Question

evaluate independent practice lesson 9.2 homework
complete problems 5, 7, 9, 10, 13, 14 and 23 for independent practice.
when you are finished, check the solutions with your teacher.
describe the pattern. then write or draw the next two numbers, letters, or figures. (see example 1.)

1. z, y, x, w, v, ...
2. triangle, square, pentagon

make and test a conjecture about the given quantity. (see example 2.)

1. the product of any two even integers
2. the sum of an even integer and an odd integer

integrated math 1 b credit 2
page 21

Explanation:

Problem 5

Step1: Identify the pattern

The sequence counts backward through the English alphabet, each term is the previous letter minus 1 in alphabetical order.

Step2: Find next two letters

After V (22nd letter), the next is $22-1=21$ (U), then $21-1=20$ (T).

Problem 7

Step1: Identify the pattern

Each shape has one more side than the previous: triangle (3 sides), square (4 sides), pentagon (5 sides).

Step2: Draw next two shapes

Next is a 6-sided hexagon, then a 7-sided heptagon.

Problem 9

Step1: Define even integers

Let even integers be $2m$ and $2n$, where $m,n$ are integers.

Step2: Calculate their product

$$(2m)(2n)=4mn=2(2mn)$$

Step3: Test with examples

$2 \times 4 = 8$ (even), $6 \times 8 = 48$ (even).
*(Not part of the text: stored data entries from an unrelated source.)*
use super::DocumentStore;
use crate::{
	system::{
		core::DocumentId,
		mythcraft::{
			advancement::{ActorUpdate, ItemUpdate, OperationMeta},
			data::{Actor, Item},
		},
	},
	utility::PinFutureLifetime,
};
use anyhow::anyhow;
use enumset::{EnumSet, EnumSetType};
use serde::Serialize;
use serde_json::Value;
use std::{
	collections::{BTreeMap, BTreeSet},
	sync::{Mutex, RwLock},
};

#[derive(EnumSetType, Debug, Serialize)]
#[serde(rename_all = "camelCase")]
pub enum OperationKind {
	CreateItems,
	UpdateItems,
	DeleteItems,
	UpdateActor,
}

/// A committed operation, with its payload in the host's document-update shape.
#[derive(Clone, PartialEq, Debug, Serialize)]
pub struct Operation {
	pub kind: OperationKind,
	pub actor: DocumentId,
	pub payload: Vec<Value>,
	pub meta: OperationMeta,
}

/// Keeps actors in memory and records every operation applied to them.
#[derive(Debug, Default)]
pub struct MemoryStore {
	actors: RwLock<BTreeMap<DocumentId, Actor>>,
	operations: Mutex<Vec<Operation>>,
	rejected: Mutex<EnumSet<OperationKind>>,
}

impl MemoryStore {
	pub fn insert(&self, actor: Actor) {
		if let Ok(mut actors) = self.actors.write() {
			actors.insert(actor.id.clone(), actor);
		}
	}

	pub fn actor(&self, id: &DocumentId) -> Option<Actor> {
		self.actors.read().ok()?.get(id).cloned()
	}

	pub fn operations(&self) -> Vec<Operation> {
		self.operations.lock().map(|operations| operations.clone()).unwrap_or_default()
	}

	/// Makes every future operation of `kind` fail, as if the host refused it.
	pub fn reject(&self, kind: OperationKind) {
		if let Ok(mut rejected) = self.rejected.lock() {
			rejected.insert(kind);
		}
	}

	fn commit(
		&self,
		kind: OperationKind,
		actor_id: &DocumentId,
		payload: Vec<Value>,
		meta: &OperationMeta,
		apply: impl FnOnce(&mut Actor) -> anyhow::Result<()>,
	) -> anyhow::Result<()> {
		let rejected = *self.rejected.lock().map_err(|_| anyhow!("operation lock poisoned"))?;
		if rejected.contains(kind) {
			return Err(anyhow!("Permission denied: cannot {kind:?} on actor {actor_id}"));
		}
		let mut actors = self.actors.write().map_err(|_| anyhow!("actor lock poisoned"))?;
		let actor = actors.get(actor_id).ok_or_else(|| anyhow!("No actor with id {actor_id}"))?;
		// apply to a copy so a failed operation leaves the actor untouched
		let mut staged = actor.clone();
		apply(&mut staged)?;
		actors.insert(actor_id.clone(), staged);
		drop(actors);

		log::info!(target: "store", "{kind:?} on {actor_id}: {}", meta.describe());
		let operation = Operation { kind, actor: actor_id.clone(), payload, meta: meta.clone() };
		self.operations.lock().map_err(|_| anyhow!("operation lock poisoned"))?.push(operation);
		Ok(())
	}
}

impl DocumentStore for MemoryStore {
	fn owned_item_ids<'this>(
		&'this self,
		actor: &'this DocumentId,
	) -> PinFutureLifetime<'this, anyhow::Result<BTreeSet<DocumentId>>> {
		Box::pin(async move {
			let actors = self.actors.read().map_err(|_| anyhow!("actor lock poisoned"))?;
			let actor = actors.get(actor).ok_or_else(|| anyhow!("No actor with id {actor}"))?;
			Ok(actor.item_ids())
		})
	}

	fn create_items<'this>(
		&'this self,
		actor: &'this DocumentId,
		items: Vec<Item>,
		meta: &'this OperationMeta,
	) -> PinFutureLifetime<'this, anyhow::Result<()>> {
		Box::pin(async move {
			let payload = items.iter().map(serde_json::to_value).collect::<Result<Vec<_>, _>>()?;
			self.commit(OperationKind::CreateItems, actor, payload, meta, move |actor| {
				for item in items {
					if actor.item(&item.id).is_some() {
						return Err(anyhow!("Item {} already exists on {}", item.id, actor.name));
					}
					actor.items.push(item);
				}
				Ok(())
			})
		})
	}

	fn update_items<'this>(
		&'this self,
		actor: &'this DocumentId,
		updates: Vec<ItemUpdate>,
		meta: &'this OperationMeta,
	) -> PinFutureLifetime<'this, anyhow::Result<()>> {
		Box::pin(async move {
			let payload = updates.iter().map(ItemUpdate::to_payload).collect();
			self.commit(OperationKind::UpdateItems, actor, payload, meta, move |actor| {
				for update in &updates {
					let name = actor.name.clone();
					let item = actor
						.item_mut(&update.id)
						.ok_or_else(|| anyhow!("Item {} does not exist on {name}", update.id))?;
					update.apply_to(item);
				}
				Ok(())
			})
		})
	}

	fn delete_items<'this>(
		&'this self,
		actor: &'this DocumentId,
		ids: Vec<DocumentId>,
		meta: &'this OperationMeta,
	) -> PinFutureLifetime<'this, anyhow::Result<()>> {
		Box::pin(async move {
			let payload = ids.iter().map(|id| Value::String(id.to_string())).collect();
			self.commit(OperationKind::DeleteItems, actor, payload, meta, move |actor| {
				for id in &ids {
					if actor.item(id).is_none() {
						return Err(anyhow!("Item {id} does not exist on {}", actor.name));
					}
					actor.items.retain(|item| &item.id != id);
				}
				Ok(())
			})
		})
	}

	fn update_actor<'this>(
		&'this self,
		actor: &'this DocumentId,
		update: ActorUpdate,
		meta: &'this OperationMeta,
	) -> PinFutureLifetime<'this, anyhow::Result<()>> {
		Box::pin(async move {
			let payload = vec![update.to_payload()];
			self.commit(OperationKind::UpdateActor, actor, payload, meta, move |actor| {
				update.apply_to(actor);
				Ok(())
			})
		})
	}
}
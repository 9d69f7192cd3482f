use super::DocumentId;
use derivative::Derivative;
use std::collections::BTreeSet;

/// Decides which identifier each document created in a batch receives.
///
/// A document may keep the identifier it was copied from only when the owning actor
/// does not already hold a document with that id, and no earlier allocation in the
/// same batch has claimed it. Otherwise a fresh identifier is generated.
#[derive(Derivative)]
#[derivative(Debug)]
pub struct IdAllocator {
	owned: BTreeSet<DocumentId>,
	claimed: BTreeSet<DocumentId>,
	#[derivative(Debug = "ignore")]
	generate: Box<dyn FnMut() -> DocumentId + Send>,
}

impl IdAllocator {
	pub fn new(owned: BTreeSet<DocumentId>) -> Self {
		Self::with_generator(owned, DocumentId::generate)
	}

	pub fn with_generator<F>(owned: BTreeSet<DocumentId>, generate: F) -> Self
	where
		F: FnMut() -> DocumentId + Send + 'static,
	{
		Self {
			owned,
			claimed: BTreeSet::new(),
			generate: Box::new(generate),
		}
	}

	pub fn is_available(&self, id: &DocumentId) -> bool {
		!id.is_empty() && !self.owned.contains(id) && !self.claimed.contains(id)
	}

	/// Claims `preferred` if it is still free, otherwise claims a freshly generated id.
	pub fn allocate(&mut self, preferred: Option<&DocumentId>) -> DocumentId {
		let id = match preferred {
			Some(id) if self.is_available(id) => id.clone(),
			_ => loop {
				let id = (self.generate)();
				if self.is_available(&id) {
					if let Some(preferred) = preferred {
						log::debug!("{preferred} is already claimed, allocated {id} instead");
					}
					break id;
				}
			},
		};
		self.claimed.insert(id.clone());
		id
	}
}
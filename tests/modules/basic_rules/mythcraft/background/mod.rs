mod sailor;
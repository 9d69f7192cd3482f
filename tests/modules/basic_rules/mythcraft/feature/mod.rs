mod second_wind;
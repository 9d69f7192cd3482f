use crate::{
	system::{
		core::DocumentId,
		mythcraft::{
			advancement::{ActorUpdate, ItemUpdate, OperationMeta},
			data::Item,
		},
	},
	utility::PinFutureLifetime,
};
use std::collections::BTreeSet;

mod memory;
pub use memory::*;

/// The host's persistence layer for documents owned by an actor.
///
/// Each call is one bulk operation which the host applies atomically. Failures are passed back
/// unmodified; callers do not retry.
pub trait DocumentStore: Send + Sync {
	/// The ids of every item the actor currently owns.
	fn owned_item_ids<'this>(
		&'this self,
		actor: &'this DocumentId,
	) -> PinFutureLifetime<'this, anyhow::Result<BTreeSet<DocumentId>>>;

	fn create_items<'this>(
		&'this self,
		actor: &'this DocumentId,
		items: Vec<Item>,
		meta: &'this OperationMeta,
	) -> PinFutureLifetime<'this, anyhow::Result<()>>;

	fn update_items<'this>(
		&'this self,
		actor: &'this DocumentId,
		updates: Vec<ItemUpdate>,
		meta: &'this OperationMeta,
	) -> PinFutureLifetime<'this, anyhow::Result<()>>;

	fn delete_items<'this>(
		&'this self,
		actor: &'this DocumentId,
		ids: Vec<DocumentId>,
		meta: &'this OperationMeta,
	) -> PinFutureLifetime<'this, anyhow::Result<()>>;

	fn update_actor<'this>(
		&'this self,
		actor: &'this DocumentId,
		update: ActorUpdate,
		meta: &'this OperationMeta,
	) -> PinFutureLifetime<'this, anyhow::Result<()>>;
}
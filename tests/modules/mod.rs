mod basic_rules;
The result is divisible by 2, so it is even.

Problem 10

Step1: Define even/odd integers

Let even integer be $2m$, odd integer be $2n+1$, where $m,n$ are integers.

Step2: Calculate their sum

$$2m + (2n+1)=2(m+n)+1$$

Step3: Test with examples

$2 + 3 = 5$ (odd), $6 + 7 = 13$ (odd). The result fits the form of an odd integer.

Answer:

1. Problem 5: Pattern: Backward alphabetical order. Next two letters: U, T
2. Problem 7: Pattern: Shapes increase by 1 side each. Next two shapes: A hexagon (6 sides), a heptagon (7 sides)
3. Problem 9: Conjecture: The product of any two even integers is an even integer (and divisible by 4).
4. Problem 10: Conjecture: The sum of an even integer and an odd integer is an odd integer.